Podemos falar de 3 tipos de continuidade
de nosso cérebro: continuidade física (os mesmos constituintes materiais ou
gradual substituição destes no tempo), funcional (relações do cérebro com
capacidades psicológicas como a consciência) e organizacional (preservação dos
tecidos cujas configurações subjazem conexões e continuidades entre os conteúdos psicológicos). Para a
abordagem psicológica, não precisamos pressupor a continuidade física se
pudéssemos manter a organizacional. Para a abordagem da mente incorporada
precisamos, pois é uma condição suficiente para a preocupação egocêntrica, e,
logo, grosso modo, para a nossa identidade.
Porém, se somos mente ou cérebro, nós não seríamos
animais, e novamente, temos um tipo de dualismo: um animal e uma mente, mas o
animal é quem sente, pensa, percebe. Então há dois seres conscientes?

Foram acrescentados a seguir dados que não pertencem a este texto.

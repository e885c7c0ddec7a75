//! Domain records persisted by the stores
//!
//! - `Novel`: one row per novel, keyed by the id derived from its listing href
//! - `Chapter`: one row per chapter, keyed by `(novel_id, chapter_id)`
//! - `ChapterNumber`: the assigned/unassigned position of a chapter in its novel

mod chapter;
mod novel;

pub use chapter::{Chapter, ChapterNumber, BROKEN_CONTENT};
pub use novel::{CoverRef, LatestChapter, Novel};
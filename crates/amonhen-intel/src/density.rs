//! Density-based clustering over embedding vectors
//!
//! Grounded on the description of `sklearn.cluster.HDBSCAN` usage in
//! `intelligence/clustering.py::ClusteringPipeline.run` (no Rust crate in
//! the pack ships density clustering, so this is a from-scratch
//! implementation of the same core rule: core-distance weighted minimum
//! spanning tree, single-linkage merge, flat extraction at
//! `min_cluster_size`). Operates purely on `&[Vec<f32>]` so it is testable
//! in isolation from the storage layer.

use amonhen_vectorindex::cosine_distance;

/// Label assigned to a point that did not end up in any cluster
pub const NOISE: i32 = -1;

struct UnionFind {
    parent: Vec<usize>,
    size: Vec<usize>,
    label: Vec<Option<i32>>,
}

impl UnionFind {
    fn new(n: usize) -> Self {
        Self {
            parent: (0..n).collect(),
            size: vec![1; n],
            label: vec![None; n],
        }
    }

    fn find(&mut self, x: usize) -> usize {
        if self.parent[x] != x {
            self.parent[x] = self.find(self.parent[x]);
        }
        self.parent[x]
    }

    fn union(&mut self, a: usize, b: usize, min_cluster_size: usize, next_label: &mut i32) {
        let ra = self.find(a);
        let rb = self.find(b);
        if ra == rb {
            return;
        }
        let (big, small) = if self.size[ra] >= self.size[rb] {
            (ra, rb)
        } else {
            (rb, ra)
        };
        let merged_size = self.size[big] + self.size[small];

        let label_big = self.label[big];
        let label_small = self.label[small];
        let merged_label = match (label_big, label_small) {
            (Some(l), _) => Some(l),
            (None, Some(l)) => Some(l),
            (None, None) if merged_size >= min_cluster_size => {
                let l = *next_label;
                *next_label += 1;
                Some(l)
            }
            (None, None) => None,
        };

        self.parent[small] = big;
        self.size[big] = merged_size;
        self.label[big] = merged_label;
    }
}

/// A candidate edge in the mutual-reachability minimum spanning tree
struct Edge {
    a: usize,
    b: usize,
    weight: f32,
}

/// Core distance for each point: distance to its `min_samples`-th nearest
/// neighbor, counting the point itself as one of the `min_samples` (the
/// sklearn convention this pipeline follows).
fn core_distances(dist: &[Vec<f32>], min_samples: usize) -> Vec<f32> {
    let n = dist.len();
    let k = min_samples.saturating_sub(2);
    (0..n)
        .map(|i| {
            let mut row: Vec<f32> = (0..n).filter(|&j| j != i).map(|j| dist[i][j]).collect();
            row.sort_by(|a, b| a.partial_cmp(b).unwrap_or(std::cmp::Ordering::Equal));
            if row.is_empty() {
                0.0
            } else {
                row[k.min(row.len() - 1)]
            }
        })
        .collect()
}

fn mutual_reachability(dist: &[Vec<f32>], core: &[f32]) -> Vec<Vec<f32>> {
    let n = dist.len();
    (0..n)
        .map(|i| {
            (0..n)
                .map(|j| dist[i][j].max(core[i]).max(core[j]))
                .collect()
        })
        .collect()
}

/// Minimum spanning tree over `mrd` via Prim's algorithm, returned as the
/// `n - 1` edges in no particular order.
fn minimum_spanning_tree(mrd: &[Vec<f32>]) -> Vec<Edge> {
    let n = mrd.len();
    if n < 2 {
        return Vec::new();
    }
    let mut in_tree = vec![false; n];
    let mut best_dist = vec![f32::INFINITY; n];
    let mut best_from = vec![0usize; n];
    in_tree[0] = true;
    for j in 1..n {
        best_dist[j] = mrd[0][j];
        best_from[j] = 0;
    }

    let mut edges = Vec::with_capacity(n - 1);
    for _ in 1..n {
        let mut next = None;
        let mut next_dist = f32::INFINITY;
        for j in 0..n {
            if !in_tree[j] && best_dist[j] < next_dist {
                next_dist = best_dist[j];
                next = Some(j);
            }
        }
        let Some(v) = next else { break };
        in_tree[v] = true;
        edges.push(Edge {
            a: best_from[v],
            b: v,
            weight: best_dist[v],
        });
        for j in 0..n {
            if !in_tree[j] && mrd[v][j] < best_dist[j] {
                best_dist[j] = mrd[v][j];
                best_from[j] = v;
            }
        }
    }
    edges
}

/// Cluster `vectors` by cosine-metric density, returning one label per
/// input vector in the same order. `NOISE` (-1) marks points that did not
/// join any cluster of at least `min_cluster_size` members.
pub fn cluster(vectors: &[Vec<f32>], min_cluster_size: usize, min_samples: usize) -> Vec<i32> {
    let n = vectors.len();
    if n == 0 {
        return Vec::new();
    }
    if n < min_cluster_size {
        return vec![NOISE; n];
    }

    let dist: Vec<Vec<f32>> = vectors
        .iter()
        .map(|a| vectors.iter().map(|b| cosine_distance(a, b)).collect())
        .collect();
    let core = core_distances(&dist, min_samples.max(1));
    let mrd = mutual_reachability(&dist, &core);
    let mut edges = minimum_spanning_tree(&mrd);
    edges.sort_by(|a, b| a.weight.partial_cmp(&b.weight).unwrap_or(std::cmp::Ordering::Equal));

    let mut uf = UnionFind::new(n);
    let mut next_label = 0i32;
    for edge in &edges {
        uf.union(edge.a, edge.b, min_cluster_size, &mut next_label);
    }

    (0..n)
        .map(|i| {
            let root = uf.find(i);
            uf.label[root].unwrap_or(NOISE)
        })
        .collect()
}

#[cfg(test)]
mod tests {
    use super::*;

    const DIM: usize = 8;

    fn orthogonal_point(on_first_half: bool, jitter: f32) -> Vec<f32> {
        let mut v = vec![0.0f32; DIM];
        let half = DIM / 2;
        if on_first_half {
            for (i, slot) in v.iter_mut().enumerate().take(half) {
                *slot = 1.0 + jitter * ((i as f32 + 1.0) * 0.01);
            }
        } else {
            for (i, slot) in v.iter_mut().enumerate().skip(half) {
                *slot = 1.0 + jitter * ((i as f32 + 1.0) * 0.01);
            }
        }
        v
    }

    #[test]
    fn two_well_separated_groups_form_two_clusters() {
        let mut vectors = Vec::new();
        for i in 0..8 {
            vectors.push(orthogonal_point(true, i as f32));
        }
        for i in 0..8 {
            vectors.push(orthogonal_point(false, i as f32));
        }

        let labels = cluster(&vectors, 3, 3);
        let distinct: std::collections::HashSet<i32> =
            labels.iter().copied().filter(|&l| l != NOISE).collect();
        assert!(distinct.len() >= 2, "expected at least two clusters, got {distinct:?}");

        let first_half_labels: std::collections::HashSet<i32> =
            labels[0..8].iter().copied().collect();
        let second_half_labels: std::collections::HashSet<i32> =
            labels[8..16].iter().copied().collect();
        assert!(first_half_labels.is_disjoint(&second_half_labels) || first_half_labels.contains(&NOISE));
    }

    #[test]
    fn too_few_points_yields_all_noise() {
        let vectors = vec![vec![1.0, 0.0], vec![0.0, 1.0]];
        let labels = cluster(&vectors, 5, 4);
        assert!(labels.iter().all(|&l| l == NOISE));
    }

    #[test]
    fn empty_input_yields_empty_output() {
        let labels = cluster(&[], 5, 4);
        assert!(labels.is_empty());
    }
}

Supercomputadores provavelmente desenvolverão mentes, então seremos como eles,
e como possíveis extraterrestres (o ET de Varginha, por exemplo)? Isso soa
contraintuitivo, pois novamente, não somos animais, mas parte de um animal ou
meramente constituídos por um animal. Mas então o que somos precisamente? Há
ainda o problema do método dos experimentos de pensamento, eles não dizem
necessariamente que somos uma mente ou uma pessoa, mas que nos identificamos
como tais em situações deste tipo, mas disso não se segue que realmente sejamos
uma mente ou uma pessoa.
Para McMaham, porém, somos uma parte de um
organismo (o córtex cerebral): como a buzina e o carro (a buzina emite som e o
carro emite som com ela!) e o galho e a árvore (o galho cresce e a árvore
cresce com ele!), é meu organismo que sente, pensa e percebe, mas com a parte
consciente que realiza tais eventos, o organismo é consciente em sentido
derivado; a parte não é o mesmo que o todo e por isso eu não sou idêntico ao
organismo que eu animo [não sou um organismo mentalizado] nem sou constituído
por um organismo, e posso manter minha integridade e identidade ao lado do todo
orgânico (sou uma entidade distinta e independente do organismo).
* * * *
Questões para fixação:
1) Se
somos essencialmente almas, como se responde a essas questões: Qual seria sua natureza? Quais razões
para pensar que uma alma existe? Como se compatibiliza com a natureza dos
outros animais semelhantes a nós e quando na história evolutiva (seguindo aqui
o darwinismo) passou a existir? Por que as capacidades conscientes e psíquicas
são afetadas pelo que acontece com o cérebro? O que acontece com a alma quando
o embrião humano de divide formando gêmeos idênticos ou se funde, formando
quimeras? E quando uma operação de comissurotomia produz dois centros de consciência
em uma mesma pessoa?
2) Considerando
os dois argumentos principais contra a visão de que somos organismos, tente
imaginar algumas possíveis respostas a eles, que defendam a visão e a tornem
mais forte.
3) Explique
a diferença entre a abordagem psicológica e a cerebral da identidade.
4) Como
a abordagem cerebral trata do problema “duas entidades em um mesmo corpo”?